脈々、開花 江戸後期、草双紙の舞台 厚木の妙伝寺 /神奈川

釈迦堂の南側で咲く紅梅「星下りの梅」を感慨深そうに見上げる荒井さん

 江戸時代後期に相模国磯部村(現在の相模原市南区磯部)に住んだ草双紙の農民戯作者、仙客亭柏琳(せんかくていはくりん)(本名・荒井金次郎)が書き下ろした「星下梅花咲(ほしくだりうめのはなざき)」の舞台となった相州・依知村(厚木市上依知)の日蓮宗・星梅山妙伝寺に、鎌倉時代から「星下りの梅」と伝わる梅の子孫が今も息づいている。柏琳から5代目の日相印刷(相模原市南区麻溝台)会長、荒井徹さん(78)が寺を訪れて紅梅を感慨深げに見上げ、柏琳の足跡をしのんだ。

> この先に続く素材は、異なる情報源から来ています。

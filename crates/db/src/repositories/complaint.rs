//! Complaint repository.
//!
//! Complaints and their comment threads. Every write is a plain load-then-save
//! of one row; there is no version column.

use std::sync::Arc;

use crate::entities::{
    Complaint, ComplaintComment,
    complaint::{self, ComplaintCategory, ComplaintStatus, Priority},
    complaint_comment,
};
use fixit_common::{AppError, AppResult};
use sea_orm::{
    ActiveModelTrait, ColumnTrait, DatabaseConnection, EntityTrait, FromQueryResult,
    IntoActiveModel, PaginatorTrait, QueryFilter, QueryOrder, QuerySelect, Select,
};

/// Criteria for complaint listings. Unset fields match everything.
#[derive(Debug, Clone, Default, PartialEq, Eq)]
pub struct ComplaintFilter {
    /// Only complaints filed by this student.
    pub student_id: Option<String>,
    pub status: Option<ComplaintStatus>,
    pub category: Option<ComplaintCategory>,
    pub priority: Option<Priority>,
}

impl ComplaintFilter {
    /// Whether a complaint satisfies every set criterion.
    #[must_use]
    pub fn matches(&self, complaint: &complaint::Model) -> bool {
        self.student_id
            .as_deref()
            .is_none_or(|id| complaint.student_id == id)
            && self.status.is_none_or(|s| complaint.status == s)
            && self.category.is_none_or(|c| complaint.category == c)
            && self.priority.is_none_or(|p| complaint.priority == p)
    }

    fn apply(&self, mut query: Select<Complaint>) -> Select<Complaint> {
        if let Some(id) = &self.student_id {
            query = query.filter(complaint::Column::StudentId.eq(id.as_str()));
        }
        if let Some(s) = self.status {
            query = query.filter(complaint::Column::Status.eq(s));
        }
        if let Some(c) = self.category {
            query = query.filter(complaint::Column::Category.eq(c));
        }
        if let Some(p) = self.priority {
            query = query.filter(complaint::Column::Priority.eq(p));
        }
        query
    }
}

#[derive(FromQueryResult)]
struct StatusCount {
    status: ComplaintStatus,
    count: i64,
}

#[derive(FromQueryResult)]
struct CategoryCount {
    category: ComplaintCategory,
    count: i64,
}

#[derive(FromQueryResult)]
struct PriorityCount {
    priority: Priority,
    count: i64,
}

/// Complaint repository for database operations.
#[derive(Clone)]
pub struct ComplaintRepository {
    db: Arc<DatabaseConnection>,
}

impl ComplaintRepository {
    /// Create a new complaint repository.
    #[must_use]
    pub const fn new(db: Arc<DatabaseConnection>) -> Self {
        Self { db }
    }

    /// Find a complaint by ID.
    pub async fn find_by_id(&self, id: &str) -> AppResult<Option<complaint::Model>> {
        Complaint::find_by_id(id)
            .one(self.db.as_ref())
            .await
            .map_err(|e| AppError::Database(e.to_string()))
    }

    /// Create a new complaint.
    pub async fn create(&self, model: complaint::ActiveModel) -> AppResult<complaint::Model> {
        model
            .insert(self.db.as_ref())
            .await
            .map_err(|e| AppError::Database(e.to_string()))
    }

    /// Write every column of a loaded complaint back. Last write wins.
    pub async fn save(&self, model: complaint::Model) -> AppResult<complaint::Model> {
        model
            .into_active_model()
            .reset_all()
            .update(self.db.as_ref())
            .await
            .map_err(|e| AppError::Database(e.to_string()))
    }

    /// List complaints matching a filter, newest first.
    pub async fn find_filtered(
        &self,
        filter: &ComplaintFilter,
        limit: u64,
        offset: u64,
    ) -> AppResult<Vec<complaint::Model>> {
        filter
            .apply(Complaint::find())
            .order_by_desc(complaint::Column::CreatedAt)
            .order_by_desc(complaint::Column::Id)
            .offset(offset)
            .limit(limit)
            .all(self.db.as_ref())
            .await
            .map_err(|e| AppError::Database(e.to_string()))
    }

    /// Count complaints matching a filter.
    pub async fn count_filtered(&self, filter: &ComplaintFilter) -> AppResult<u64> {
        filter
            .apply(Complaint::find())
            .count(self.db.as_ref())
            .await
            .map_err(|e| AppError::Database(e.to_string()))
    }

    // ========== Comments ==========

    /// Comment thread of a complaint, in insertion order.
    pub async fn find_comments(
        &self,
        complaint_id: &str,
    ) -> AppResult<Vec<complaint_comment::Model>> {
        ComplaintComment::find()
            .filter(complaint_comment::Column::ComplaintId.eq(complaint_id))
            .order_by_asc(complaint_comment::Column::CreatedAt)
            .order_by_asc(complaint_comment::Column::Id)
            .all(self.db.as_ref())
            .await
            .map_err(|e| AppError::Database(e.to_string()))
    }

    /// Append one comment.
    pub async fn append_comment(
        &self,
        model: complaint_comment::ActiveModel,
    ) -> AppResult<complaint_comment::Model> {
        model
            .insert(self.db.as_ref())
            .await
            .map_err(|e| AppError::Database(e.to_string()))
    }

    // ========== Statistics ==========

    /// Number of complaints per status. Statuses without complaints are absent.
    pub async fn count_by_status(&self) -> AppResult<Vec<(ComplaintStatus, u64)>> {
        let rows = Complaint::find()
            .select_only()
            .column(complaint::Column::Status)
            .column_as(complaint::Column::Id.count(), "count")
            .group_by(complaint::Column::Status)
            .into_model::<StatusCount>()
            .all(self.db.as_ref())
            .await
            .map_err(|e| AppError::Database(e.to_string()))?;

        Ok(rows
            .into_iter()
            .map(|row| (row.status, row.count.unsigned_abs()))
            .collect())
    }

    /// Number of complaints per category.
    pub async fn count_by_category(&self) -> AppResult<Vec<(ComplaintCategory, u64)>> {
        let rows = Complaint::find()
            .select_only()
            .column(complaint::Column::Category)
            .column_as(complaint::Column::Id.count(), "count")
            .group_by(complaint::Column::Category)
            .into_model::<CategoryCount>()
            .all(self.db.as_ref())
            .await
            .map_err(|e| AppError::Database(e.to_string()))?;

        Ok(rows
            .into_iter()
            .map(|row| (row.category, row.count.unsigned_abs()))
            .collect())
    }

    /// Number of complaints per priority.
    pub async fn count_by_priority(&self) -> AppResult<Vec<(Priority, u64)>> {
        let rows = Complaint::find()
            .select_only()
            .column(complaint::Column::Priority)
            .column_as(complaint::Column::Id.count(), "count")
            .group_by(complaint::Column::Priority)
            .into_model::<PriorityCount>()
            .all(self.db.as_ref())
            .await
            .map_err(|e| AppError::Database(e.to_string()))?;

        Ok(rows
            .into_iter()
            .map(|row| (row.priority, row.count.unsigned_abs()))
            .collect())
    }
}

【高橋和夫】

 寺の縁起によると、寺は北条時宗が鎌倉幕府の執権当時、佐渡守護代だった本間重連の屋敷に日蓮宗の宗祖、日蓮を開山として創建された。日蓮は1271年9月、邪宗と批判された他宗からの訴えで法難に遭い、佐渡へ流罪となった。本間の屋敷に佐渡へ出立するまで28日間滞在。明月の夜、お経を上げると、梅の枝に星が降る不思議な出来事が起きたとされる。本間は日蓮に帰依し、屋敷を寺として献上した。梅は「星下りの霊梅」とあ…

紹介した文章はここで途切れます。